This distinction determines everything: interpretability, downstream model choice, and what kinds of data each approach handles well.
Anchors: Pima Diabetes (768 samples, 8 features) for selection methods. Digits (1797 samples, 64 features) for extraction illustration.
import pandas as pd
import numpy as np
from sklearn.model_selection import train_test_split
from sklearn.datasets import load_digits
# Pima Diabetes — load with zero-imputation (same as Decision Tree and Random Forest posts)
url = "https://raw.githubusercontent.com/jbrownlee/Datasets/master/pima-indians-diabetes.data.csv"
cols = ['Pregnancies','Glucose','BloodPressure','SkinThickness',
'Insulin','BMI','DiabetesPedigree','Age','Outcome']
df = pd.read_csv(url, names=cols)
for col in ['Glucose','BloodPressure','SkinThickness','Insulin','BMI']:
df[col] = df[col].replace(0, np.nan)
df[col].fillna(df[col].median(), inplace=True)
X = df.drop('Outcome', axis=1)
y = df['Outcome']
feature_names = X.columns.tolist()
X_train, X_test, y_train, y_test = train_test_split(
X, y, test_size=0.2, random_state=42, stratify=y)
print(f"Train: {X_train.shape}, Test: {X_test.shape}")Train: (614, 8), Test: (154, 8)
Feature Selection vs Feature Extraction — Core Distinction
| Aspect | Feature Selection | Feature Extraction |
|---|---|---|
| Output | Subset of original features | New transformed features |
| Interpretability | High — original feature names kept | Low — linear/nonlinear combinations |
| Information | Keeps some features, discards others | Compresses all information into fewer dims |
| Examples | Filter, Wrapper, Embedded methods | PCA, t-SNE, Autoencoders |
| When to use | Need explainability, sparse or irrelevant features present | Dense correlated features, visualization |
Feature selection answers: "Which of my 8 features are worth keeping?" Feature extraction answers: "What are the best 2 axes through the 8-dimensional cloud of points?"

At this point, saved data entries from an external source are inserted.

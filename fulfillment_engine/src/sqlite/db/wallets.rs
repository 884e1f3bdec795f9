use fulfillment_common::Paise;
use log::trace;
use sqlx::SqliteConnection;

use crate::db_types::{PayoutSettings, VendorWallet};

/// Recomputes every balance column from source records in a single statement, creating the wallet on first use.
///
/// * delivered: the sum of the vendor's delivered line totals,
/// * accruing: the sum of line totals of items that are neither delivered nor cancelled,
/// * paid out: the sum of payouts that are processing or completed.
///
/// `available = delivered - paid out`, `pending = accruing` and `earned = delivered + accruing`, so the ledger identity
/// holds by construction. Payout preferences are not touched.
pub async fn sync_balances(vendor_id: i64, conn: &mut SqliteConnection) -> Result<VendorWallet, sqlx::Error> {
    let wallet: VendorWallet = sqlx::query_as(
        r#"
        INSERT INTO vendor_wallets (
            vendor_id,
            available_balance,
            pending_balance,
            total_earned,
            total_paid_out,
            last_updated_balance_at
        )
        SELECT $1, d.amount - p.amount, a.amount, d.amount + a.amount, p.amount, CURRENT_TIMESTAMP
        FROM
            (SELECT COALESCE(SUM(line_total), 0) AS amount FROM order_items
                WHERE vendor_id = $1 AND item_status = 'delivered') AS d,
            (SELECT COALESCE(SUM(line_total), 0) AS amount FROM order_items
                WHERE vendor_id = $1 AND item_status NOT IN ('delivered', 'cancelled')) AS a,
            (SELECT COALESCE(SUM(amount), 0) AS amount FROM payout_requests
                WHERE vendor_id = $1 AND payout_status IN ('processing', 'completed')) AS p
        WHERE true
        ON CONFLICT (vendor_id) DO UPDATE SET
            available_balance = excluded.available_balance,
            pending_balance = excluded.pending_balance,
            total_earned = excluded.total_earned,
            total_paid_out = excluded.total_paid_out,
            last_updated_balance_at = excluded.last_updated_balance_at
        RETURNING *
        "#,
    )
    .bind(vendor_id)
    .fetch_one(conn)
    .await?;
    trace!(
        "🗃️ Wallet for vendor {vendor_id} synced. available {}, pending {}, earned {}, paid out {}",
        wallet.available_balance,
        wallet.pending_balance,
        wallet.total_earned,
        wallet.total_paid_out
    );
    Ok(wallet)
}

pub async fn fetch_wallet(vendor_id: i64, conn: &mut SqliteConnection) -> Result<Option<VendorWallet>, sqlx::Error> {
    let wallet =
        sqlx::query_as("SELECT * FROM vendor_wallets WHERE vendor_id = $1").bind(vendor_id).fetch_optional(conn).await?;
    Ok(wallet)
}

/// Moves `amount` from available to paid out, if the available balance covers it. Returns `None` otherwise.
pub async fn debit_available(
    vendor_id: i64,
    amount: Paise,
    conn: &mut SqliteConnection,
) -> Result<Option<VendorWallet>, sqlx::Error> {
    let wallet = sqlx::query_as(
        r#"
        UPDATE vendor_wallets SET
            available_balance = available_balance - $1,
            total_paid_out = total_paid_out + $1
        WHERE vendor_id = $2 AND available_balance >= $1
        RETURNING *
        "#,
    )
    .bind(amount)
    .bind(vendor_id)
    .fetch_optional(conn)
    .await?;
    Ok(wallet)
}

/// Reverses [`debit_available`].
pub async fn credit_available(
    vendor_id: i64,
    amount: Paise,
    conn: &mut SqliteConnection,
) -> Result<VendorWallet, sqlx::Error> {
    let wallet = sqlx::query_as(
        r#"
        UPDATE vendor_wallets SET
            available_balance = available_balance + $1,
            total_paid_out = total_paid_out - $1
        WHERE vendor_id = $2
        RETURNING *
        "#,
    )
    .bind(amount)
    .bind(vendor_id)
    .fetch_one(conn)
    .await?;
    Ok(wallet)
}

pub async fn update_payout_settings(
    vendor_id: i64,
    settings: PayoutSettings,
    conn: &mut SqliteConnection,
) -> Result<Option<VendorWallet>, sqlx::Error> {
    let wallet = sqlx::query_as(
        r#"
        UPDATE vendor_wallets SET
            payout_method = COALESCE($1, payout_method),
            minimum_payout_amount = COALESCE($2, minimum_payout_amount),
            bank_account_holder = COALESCE($3, bank_account_holder),
            bank_account_number = COALESCE($4, bank_account_number),
            bank_ifsc = COALESCE($5, bank_ifsc),
            upi_id = COALESCE($6, upi_id)
        WHERE vendor_id = $7
        RETURNING *
        "#,
    )
    .bind(settings.payout_method)
    .bind(settings.minimum_payout_amount)
    .bind(settings.bank_account_holder)
    .bind(settings.bank_account_number)
    .bind(settings.bank_ifsc)
    .bind(settings.upi_id)
    .bind(vendor_id)
    .fetch_optional(conn)
    .await?;
    Ok(wallet)
}
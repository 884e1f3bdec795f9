use fulfillment_common::Paise;
use thiserror::Error;

use crate::traits::{AssignmentManagement, CatalogManagement, OrderManagement, SlotManagement, WalletManagement};

/// The highest level of behaviour for backends supporting the fulfillment engine.
#[allow(async_fn_in_trait)]
pub trait FulfillmentDatabase:
    Clone + CatalogManagement + SlotManagement + OrderManagement + AssignmentManagement + WalletManagement
{
    /// The URL of the database
    fn url(&self) -> &str;

    /// Closes the database connection.
    async fn close(&mut self) -> Result<(), FulfillmentError> {
        Ok(())
    }
}

#[derive(Debug, Clone, PartialEq, Eq, Error)]
pub enum FulfillmentError {
    #[error("Invalid request. {0}")]
    Validation(String),
    #[error("Not authorized. {0}")]
    NotAuthorized(String),
    #[error("{0} does not exist")]
    NotFound(String),
    /// The record was changed by someone else, or the requested change has already been made.
    #[error("Conflict. {0}")]
    Conflict(String),
    #[error("Illegal status change. {0}")]
    InvalidTransition(String),
    #[error("Delivery slot {0} has no remaining capacity")]
    CapacityExceeded(i64),
    #[error("The delivery slot cannot be booked. {0}")]
    SlotUnavailable(String),
    #[error("Product {product_id} does not have {requested} units in stock")]
    OutOfStock { product_id: i64, requested: i64 },
    #[error("The verification code is not valid")]
    InvalidOtp,
    #[error("Insufficient balance. Requested {requested}, but only {available} is available")]
    InsufficientBalance { requested: Paise, available: Paise },
    #[error("Database error. {0}")]
    DatabaseError(String),
}

impl From<sqlx::Error> for FulfillmentError {
    fn from(e: sqlx::Error) -> Self {
        FulfillmentError::DatabaseError(e.to_string())
    }
}

impl From<sqlx::migrate::MigrateError> for FulfillmentError {
    fn from(e: sqlx::migrate::MigrateError) -> Self {
        FulfillmentError::DatabaseError(format!("Migration failed. {e}"))
    }
}
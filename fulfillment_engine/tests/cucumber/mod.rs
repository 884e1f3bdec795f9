mod setups;
mod steps;
mod world;

pub use world::{FulfillmentSystem, FulfillmentWorld};
//! The item state machine and the order status projection.
//!
//! ```text
//! pending ─► confirmed ─► processing ─► packed ─┬─► assigned_to_delivery ─┐
//!                                               └─────────────────────────┴─► picked_up ─► out_for_delivery ─► delivered
//! ```
//!
//! Every non-terminal status except `picked_up` may also move to `cancelled`. `delivered` and `cancelled` are
//! terminal.
use crate::{db_types::FulfillmentStatus, traits::FulfillmentError};

use FulfillmentStatus::*;

const TRANSITIONS: &[(FulfillmentStatus, &[FulfillmentStatus])] = &[
    (Pending, &[Confirmed, Cancelled]),
    (Confirmed, &[Processing, Cancelled]),
    (Processing, &[Packed, Cancelled]),
    (Packed, &[AssignedToDelivery, PickedUp, Cancelled]),
    (AssignedToDelivery, &[PickedUp, Cancelled]),
    (PickedUp, &[OutForDelivery]),
    (OutForDelivery, &[Delivered, Cancelled]),
    (Delivered, &[]),
    (Cancelled, &[]),
];

impl FulfillmentStatus {
    /// The statuses this status may move to.
    pub fn successors(&self) -> &'static [FulfillmentStatus] {
        TRANSITIONS.iter().find(|(from, _)| from == self).map(|(_, to)| *to).unwrap_or(&[])
    }

    pub fn can_transition_to(&self, to: FulfillmentStatus) -> bool {
        self.successors().contains(&to)
    }

    pub fn is_terminal(&self) -> bool {
        self.successors().is_empty()
    }

    pub fn is_cancellable(&self) -> bool {
        self.can_transition_to(Cancelled)
    }

    /// Statuses in which the goods are still at the vendor.
    pub fn is_before_pickup(&self) -> bool {
        matches!(self, Pending | Confirmed | Processing | Packed | AssignedToDelivery)
    }

    /// Position along the fulfillment path. `cancelled` is off the path and has no rank.
    pub fn rank(&self) -> Option<u8> {
        match self {
            Pending => Some(0),
            Confirmed => Some(1),
            Processing => Some(2),
            Packed => Some(3),
            AssignedToDelivery => Some(4),
            PickedUp => Some(5),
            OutForDelivery => Some(6),
            Delivered => Some(7),
            Cancelled => None,
        }
    }

    /// True if this status is at or beyond `milestone` on the fulfillment path.
    pub fn has_reached(&self, milestone: FulfillmentStatus) -> bool {
        match (self.rank(), milestone.rank()) {
            (Some(a), Some(b)) => a >= b,
            _ => false,
        }
    }
}

/// Checks that an item currently in `from` may move to `to`.
///
/// A request for the status the item is already in, or any request against a terminal item, is a `Conflict`: some
/// other caller got there first. Every other illegal move is an `InvalidTransition`.
pub fn check_transition(from: FulfillmentStatus, to: FulfillmentStatus) -> Result<(), FulfillmentError> {
    if from == to || from.is_terminal() {
        return Err(FulfillmentError::Conflict(format!("The item is already {from}")));
    }
    if !from.can_transition_to(to) {
        return Err(FulfillmentError::InvalidTransition(format!("An item cannot move from {from} to {to}")));
    }
    Ok(())
}

/// The order status is the least advanced status among its live items. An order whose items are all cancelled is
/// cancelled.
pub fn project_order_status<I>(items: I) -> FulfillmentStatus
where I: IntoIterator<Item = FulfillmentStatus> {
    let mut saw_any = false;
    let least = items
        .into_iter()
        .inspect(|_| saw_any = true)
        .filter(|s| *s != Cancelled)
        .min_by_key(|s| s.rank().unwrap_or(u8::MAX));
    match least {
        Some(status) => status,
        None if saw_any => Cancelled,
        None => Pending,
    }
}
use std::path::Path;

use anyhow::Result;
use clap::Args;
use log::*;
use fulfillment_engine::{sqlite::db::db_url, SqliteDatabase};
use sqlx::{
    migrate::{MigrateDatabase, Migrator},
    Sqlite,
};

#[derive(Debug, Args)]
pub struct MigrateParams {
    /// The path to the migrations directory. The migrations are embedded in the binary by default, and so this
    /// parameter is optional. If provided, the migrations at <path> will be executed instead.
    #[arg(short, long)]
    pub path: Option<String>,
}

pub async fn migrate_db(params: MigrateParams) -> Result<()> {
    let url = db_url();
    create_database_if_not_exist(&url).await?;
    let db = SqliteDatabase::new_with_url(&url, 1).await?;
    debug!("🗃️ Connected to {url}");
    match &params.path {
        Some(path) => {
            println!("Running migrations at: {path}");
            let migrator = Migrator::new(Path::new(path)).await?;
            migrator.run(db.pool()).await?;
        },
        None => {
            println!("Running embedded migrations");
            db.migrate().await?;
        },
    }
    db.pool().close().await;
    println!("Migrations complete");
    Ok(())
}

async fn create_database_if_not_exist(url: &str) -> Result<()> {
    if !Sqlite::database_exists(url).await? {
        println!("Creating new database at: {url}");
        Sqlite::create_database(url).await?;
    }
    Ok(())
}
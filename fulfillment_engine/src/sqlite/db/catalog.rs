use log::debug;
use sqlx::SqliteConnection;

use crate::db_types::{DeliverySlot, NewDeliverySlot, NewProduct, NewSector, Product, Sector, VendorSettings};

/// Inserts the sector and its postal codes. Not atomic on its own; call it inside a transaction.
pub async fn insert_sector(sector: NewSector, conn: &mut SqliteConnection) -> Result<Sector, sqlx::Error> {
    let record: Sector = sqlx::query_as("INSERT INTO sectors (name) VALUES ($1) RETURNING *")
        .bind(sector.name.trim())
        .fetch_one(&mut *conn)
        .await?;
    for code in &sector.postal_codes {
        sqlx::query("INSERT OR IGNORE INTO sector_postal_codes (sector_id, postal_code) VALUES ($1, $2)")
            .bind(record.id)
            .bind(code.trim())
            .execute(&mut *conn)
            .await?;
    }
    debug!("🗃️ Sector {} created with {} postal codes", record.name, sector.postal_codes.len());
    Ok(record)
}

pub async fn fetch_sector(sector_id: i64, conn: &mut SqliteConnection) -> Result<Option<Sector>, sqlx::Error> {
    let sector = sqlx::query_as("SELECT * FROM sectors WHERE id = $1").bind(sector_id).fetch_optional(conn).await?;
    Ok(sector)
}

pub async fn insert_slot(slot: &NewDeliverySlot, conn: &mut SqliteConnection) -> Result<DeliverySlot, sqlx::Error> {
    let record = sqlx::query_as(
        r#"
        INSERT INTO delivery_slots (sector_id, slot_date, start_time, end_time, cutoff_time, max_orders, available_orders)
        VALUES ($1, $2, $3, $4, $5, $6, $6)
        RETURNING *
        "#,
    )
    .bind(slot.sector_id)
    .bind(slot.slot_date)
    .bind(slot.start_time)
    .bind(slot.end_time)
    .bind(slot.cutoff_time)
    .bind(slot.max_orders)
    .fetch_one(conn)
    .await?;
    Ok(record)
}

/// Like [`insert_slot`], but returns `None` instead of failing when a slot with the same sector, date and start time
/// already exists.
pub async fn insert_slot_if_absent(
    slot: &NewDeliverySlot,
    conn: &mut SqliteConnection,
) -> Result<Option<DeliverySlot>, sqlx::Error> {
    let record = sqlx::query_as(
        r#"
        INSERT INTO delivery_slots (sector_id, slot_date, start_time, end_time, cutoff_time, max_orders, available_orders)
        VALUES ($1, $2, $3, $4, $5, $6, $6)
        ON CONFLICT (sector_id, slot_date, start_time) DO NOTHING
        RETURNING *
        "#,
    )
    .bind(slot.sector_id)
    .bind(slot.slot_date)
    .bind(slot.start_time)
    .bind(slot.end_time)
    .bind(slot.cutoff_time)
    .bind(slot.max_orders)
    .fetch_optional(conn)
    .await?;
    Ok(record)
}

pub async fn insert_product(product: NewProduct, conn: &mut SqliteConnection) -> Result<Product, sqlx::Error> {
    let record = sqlx::query_as(
        r#"
        INSERT INTO products (vendor_id, name, unit_price, stock_quantity)
        VALUES ($1, $2, $3, $4)
        RETURNING *
        "#,
    )
    .bind(product.vendor_id)
    .bind(product.name)
    .bind(product.unit_price)
    .bind(product.stock_quantity)
    .fetch_one(conn)
    .await?;
    Ok(record)
}

pub async fn fetch_product(product_id: i64, conn: &mut SqliteConnection) -> Result<Option<Product>, sqlx::Error> {
    let product =
        sqlx::query_as("SELECT * FROM products WHERE id = $1").bind(product_id).fetch_optional(conn).await?;
    Ok(product)
}

/// Removes `quantity` units from stock if, and only if, that many are on hand. Returns `None` otherwise.
pub async fn take_stock(
    product_id: i64,
    quantity: i64,
    conn: &mut SqliteConnection,
) -> Result<Option<Product>, sqlx::Error> {
    let product = sqlx::query_as(
        r#"
        UPDATE products SET stock_quantity = stock_quantity - $1, updated_at = CURRENT_TIMESTAMP
        WHERE id = $2 AND is_active = 1 AND stock_quantity >= $1
        RETURNING *
        "#,
    )
    .bind(quantity)
    .bind(product_id)
    .fetch_optional(conn)
    .await?;
    Ok(product)
}

pub async fn restore_stock(product_id: i64, quantity: i64, conn: &mut SqliteConnection) -> Result<(), sqlx::Error> {
    sqlx::query(
        "UPDATE products SET stock_quantity = stock_quantity + $1, updated_at = CURRENT_TIMESTAMP WHERE id = $2",
    )
    .bind(quantity)
    .bind(product_id)
    .execute(conn)
    .await?;
    debug!("🗃️ {quantity} units of product {product_id} returned to stock");
    Ok(())
}

pub async fn upsert_vendor_settings(
    settings: VendorSettings,
    conn: &mut SqliteConnection,
) -> Result<VendorSettings, sqlx::Error> {
    let record = sqlx::query_as(
        r#"
        INSERT INTO vendor_settings (vendor_id, auto_approve_orders, auto_approve_under_amount, confirmation_timeout_minutes)
        VALUES ($1, $2, $3, $4)
        ON CONFLICT (vendor_id) DO UPDATE SET
            auto_approve_orders = excluded.auto_approve_orders,
            auto_approve_under_amount = excluded.auto_approve_under_amount,
            confirmation_timeout_minutes = excluded.confirmation_timeout_minutes,
            updated_at = CURRENT_TIMESTAMP
        RETURNING vendor_id, auto_approve_orders, auto_approve_under_amount, confirmation_timeout_minutes
        "#,
    )
    .bind(settings.vendor_id)
    .bind(settings.auto_approve_orders)
    .bind(settings.auto_approve_under_amount)
    .bind(settings.confirmation_timeout_minutes)
    .fetch_one(conn)
    .await?;
    Ok(record)
}

pub async fn fetch_vendor_settings(
    vendor_id: i64,
    conn: &mut SqliteConnection,
) -> Result<Option<VendorSettings>, sqlx::Error> {
    let settings = sqlx::query_as(
        r#"
        SELECT vendor_id, auto_approve_orders, auto_approve_under_amount, confirmation_timeout_minutes
        FROM vendor_settings WHERE vendor_id = $1
        "#,
    )
    .bind(vendor_id)
    .fetch_optional(conn)
    .await?;
    Ok(settings)
}
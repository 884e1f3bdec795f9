use std::{env, env::VarError};

/// The server takes no arguments. Any argument prints the help text and the current configuration.
pub fn handle_command_line_args() -> bool {
    let has_cli_args = env::args().count() > 1;
    if has_cli_args {
        display_readme();
        display_envs();
    }
    has_cli_args
}

fn display_readme() {
    const README: &str = include_str!("./cli-help.txt");
    println!("\n{README}\n");
}

fn display_envs() {
    // FMS_IDENTITY_SECRET is deliberately left off this list
    const DISPLAY_ENVS: [&str; 10] = [
        "RUST_LOG",
        "FMS_HOST",
        "FMS_PORT",
        "FMS_DATABASE_URL",
        "FMS_IDENTITY_CHECKS",
        "FMS_PREORDER_THRESHOLD",
        "FMS_CONFIRMATION_TIMEOUT_MINUTES",
        "FMS_WALLET_STALENESS_SECS",
        "FMS_SWEEP_INTERVAL_SECS",
        "FMS_REPAIR_INTERVAL_SECS",
    ];

    println!("Current environment values (EXCLUDING variables that contain secrets):");
    DISPLAY_ENVS.iter().for_each(|&name| {
        let val = match env::var(name) {
            Ok(s) => s,
            Err(VarError::NotPresent) => "Not set".into(),
            Err(VarError::NotUnicode(s)) => format!("Invalid value: {}", s.to_string_lossy()),
        };
        println!("  {name:<35} {val:<15}");
    })
}
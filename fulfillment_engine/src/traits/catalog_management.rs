use chrono::NaiveDate;

use crate::{
    db_types::{DeliverySlot, NewDeliverySlot, NewProduct, NewSector, Product, Sector, VendorSettings},
    traits::FulfillmentError,
};

/// Reference data the fulfillment flow depends on: sectors and their postal codes, delivery slots, products and
/// vendor confirmation settings.
#[allow(async_fn_in_trait)]
pub trait CatalogManagement {
    /// Creates a sector and registers the postal codes it serves.
    async fn create_sector(&self, sector: NewSector) -> Result<Sector, FulfillmentError>;

    async fn fetch_sector(&self, sector_id: i64) -> Result<Option<Sector>, FulfillmentError>;

    /// Creates a slot with `available_orders == max_orders`.
    async fn create_slot(&self, slot: NewDeliverySlot) -> Result<DeliverySlot, FulfillmentError>;

    /// Creates one slot per date in `dates` using the same time window and capacity. Dates that already have a slot
    /// with the same start time are skipped.
    async fn create_slots_for_dates(
        &self,
        template: NewDeliverySlot,
        dates: &[NaiveDate],
    ) -> Result<Vec<DeliverySlot>, FulfillmentError>;

    async fn create_product(&self, product: NewProduct) -> Result<Product, FulfillmentError>;

    async fn fetch_product(&self, product_id: i64) -> Result<Option<Product>, FulfillmentError>;

    async fn upsert_vendor_settings(&self, settings: VendorSettings) -> Result<VendorSettings, FulfillmentError>;

    async fn fetch_vendor_settings(&self, vendor_id: i64) -> Result<Option<VendorSettings>, FulfillmentError>;
}
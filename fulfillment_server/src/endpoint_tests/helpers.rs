use actix_web::{
    body::to_bytes,
    http::{Method, StatusCode},
    test,
    test::TestRequest,
    web,
    web::ServiceConfig,
    App,
};
use chrono::{DateTime, TimeZone, Utc};
use fulfillment_common::{Paise, Secret};
use fulfillment_engine::db_types::{
    Actor,
    AddressSnapshot,
    FulfillmentStatus,
    Order,
    OrderItem,
    PayoutMethod,
    PayoutRequest,
    PayoutStatus,
    VendorWallet,
};
use log::debug;
use serde_json::Value;

use crate::{
    helpers::sign_identity,
    middleware::{IdentityMiddlewareFactory, ACTOR_ID_HEADER, ACTOR_ROLE_HEADER, ACTOR_SIGNATURE_HEADER},
};

// Shared with the identity middleware under test. DO NOT re-use this key anywhere.
pub const TEST_SECRET: &str = "endpoint-tests-only-3c9a17f0b2d84e6f";

/// The three identity headers, correctly signed for `actor`.
pub fn identity_headers(actor: &Actor) -> Vec<(&'static str, String)> {
    vec![
        (ACTOR_ID_HEADER, actor.id.to_string()),
        (ACTOR_ROLE_HEADER, actor.role.to_string()),
        (ACTOR_SIGNATURE_HEADER, sign_identity(TEST_SECRET, actor)),
    ]
}

/// Sends a request to an `/api` scope configured by `configure` and protected by the identity middleware. Errors
/// raised by middleware are rendered the same way the server would render them.
pub async fn send_request(
    method: Method,
    path: &str,
    headers: Vec<(&'static str, String)>,
    body: Option<Value>,
    configure: impl FnOnce(&mut ServiceConfig),
) -> (StatusCode, String) {
    let mut req = TestRequest::default().method(method).uri(path);
    for header in headers {
        req = req.insert_header(header);
    }
    if let Some(body) = body {
        req = req.set_json(body);
    }
    let identity = IdentityMiddlewareFactory::new(Secret::new(TEST_SECRET.to_string()), true);
    let app = App::new().service(web::scope("/api").wrap(identity).configure(configure));
    let service = test::init_service(app).await;
    debug!("🚀️ Making request to {path}");
    let res = match test::try_call_service(&service, req.to_request()).await {
        Ok(res) => res.into_parts().1.map_into_boxed_body(),
        Err(e) => e.error_response(),
    };
    let status = res.status();
    let bytes = to_bytes(res.into_body()).await.unwrap_or_default();
    (status, String::from_utf8_lossy(&bytes).into_owned())
}

pub async fn call_as(
    actor: &Actor,
    method: Method,
    path: &str,
    body: Option<Value>,
    configure: impl FnOnce(&mut ServiceConfig),
) -> (StatusCode, String) {
    send_request(method, path, identity_headers(actor), body, configure).await
}

pub fn timestamp() -> DateTime<Utc> {
    Utc.with_ymd_and_hms(2024, 6, 3, 9, 30, 0).unwrap()
}

pub fn wallet(vendor_id: i64, available: i64) -> VendorWallet {
    VendorWallet {
        vendor_id,
        available_balance: Paise::from(available),
        pending_balance: Paise::from(20_000),
        total_earned: Paise::from(available + 20_000),
        total_paid_out: Paise::zero(),
        payout_method: Some(PayoutMethod::BankTransfer),
        minimum_payout_amount: Paise::from(10_000),
        bank_account_holder: Some("Lakshmi Stores".into()),
        bank_account_number: Some("001234567890".into()),
        bank_ifsc: Some("HDFC0001234".into()),
        upi_id: None,
        last_updated_balance_at: Some(Utc::now()),
        created_at: timestamp(),
    }
}

pub fn payout(id: i64, vendor_id: i64, amount: i64, status: PayoutStatus) -> PayoutRequest {
    PayoutRequest {
        id,
        vendor_id,
        amount: Paise::from(amount),
        payout_method: PayoutMethod::BankTransfer,
        payout_status: status,
        available_balance_at_request: Paise::from(90_000),
        notes: None,
        approved_by: None,
        requested_at: timestamp(),
        approved_at: None,
        processed_at: None,
        updated_at: timestamp(),
    }
}

/// An order for customer 42 with a ₹180 subtotal, assigned to `partner` if given.
pub fn order(id: i64, status: FulfillmentStatus, partner: Option<i64>) -> Order {
    Order {
        id,
        order_number: format!("ORD-20240603-{id:06}"),
        customer_id: 42,
        address: AddressSnapshot {
            recipient_name: "Meena Iyer".into(),
            phone: "+919876543210".into(),
            line1: "14 Temple Street".into(),
            line2: None,
            landmark: Some("Opposite the post office".into()),
            city: "Chennai".into(),
            postal_code: "600004".into(),
        },
        slot_id: 1,
        subtotal: Paise::from(18_000),
        delivery_fee: Paise::from(3_000),
        total_amount: Paise::from(21_000),
        order_status: status,
        delivery_partner_id: partner,
        cancellation_reason: None,
        cancellation_details: None,
        cancelled_by: None,
        created_at: timestamp(),
        updated_at: timestamp(),
        confirmed_at: None,
        picked_up_at: None,
        out_for_delivery_at: None,
        delivered_at: None,
        cancelled_at: None,
    }
}

/// A single bag of rice sold by `vendor_id`, still carrying both of its codes.
pub fn order_item(id: i64, order_id: i64, vendor_id: i64, status: FulfillmentStatus) -> OrderItem {
    OrderItem {
        id,
        order_id,
        vendor_id,
        product_id: 100 + id,
        product_name: "Ponni rice 5kg".into(),
        quantity: 1,
        unit_price: Paise::from(18_000),
        line_total: Paise::from(18_000),
        item_status: status,
        pickup_otp: Some(PICKUP_CODE.into()),
        delivery_otp: Some(DELIVERY_CODE.into()),
        vendor_notes: None,
        is_urgent: false,
        auto_confirmed: false,
        cancellation_reason: None,
        cancellation_details: None,
        cancelled_by: None,
        created_at: timestamp(),
        updated_at: timestamp(),
        confirmed_at: None,
        packed_at: None,
        picked_up_at: None,
        delivered_at: None,
        cancelled_at: None,
        escalated_at: None,
    }
}

pub const PICKUP_CODE: &str = "123456";
pub const DELIVERY_CODE: &str = "654321";

pub fn json(body: &str) -> Value {
    serde_json::from_str(body).unwrap_or_else(|e| panic!("Response is not JSON: {e}. {body}"))
}
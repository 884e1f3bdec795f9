use log::*;
use sqlx::{migrate::MigrateDatabase, Sqlite};

use crate::SqliteDatabase;

pub async fn prepare_test_env(url: &str) {
    dotenvy::from_filename(".env.test").ok();
    let _ = env_logger::try_init();
    debug!("🚀️ Logging initialised");
    create_database(url).await;
    run_migrations(url).await;
}

pub fn random_db_path() -> String {
    let dir = std::env::temp_dir();
    format!("sqlite://{}/fms_test_{}.db", dir.display(), rand::random::<u64>())
}

pub async fn run_migrations(url: &str) {
    let db = SqliteDatabase::new_with_url(url, 1).await.expect("Error creating connection to database");
    db.migrate().await.expect("Error running DB migrations");
    db.pool().close().await;
    info!("🚀️ Migrations complete");
}

pub async fn create_database(url: &str) {
    if let Err(e) = Sqlite::drop_database(url).await {
        trace!("🚀️ Nothing to drop at {url}: {e:?}");
    }
    Sqlite::create_database(url).await.expect("Error creating database");
    info!("🚀️ Created Sqlite database {url}");
}

/// Creates a fresh, migrated database and returns a handle to it.
pub async fn fresh_database() -> SqliteDatabase {
    let url = random_db_path();
    prepare_test_env(&url).await;
    SqliteDatabase::new_with_url(&url, 10).await.expect("Error creating connection to database")
}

Filter Methods — Univariate Statistics
Filter methods score each feature independently of any model. They're fast and model-agnostic.
Variance Threshold
Features with near-zero variance carry no information — every sample has nearly the same value:
from sklearn.feature_selection import VarianceThreshold
sel_var = VarianceThreshold(threshold=0.1)
X_var = sel_var.fit_transform(X_train)
print(f"Features before: {X_train.shape[1]}, after: {X_var.shape[1]}")
print(f"Removed features: {np.array(feature_names)[~sel_var.get_support()].tolist()}")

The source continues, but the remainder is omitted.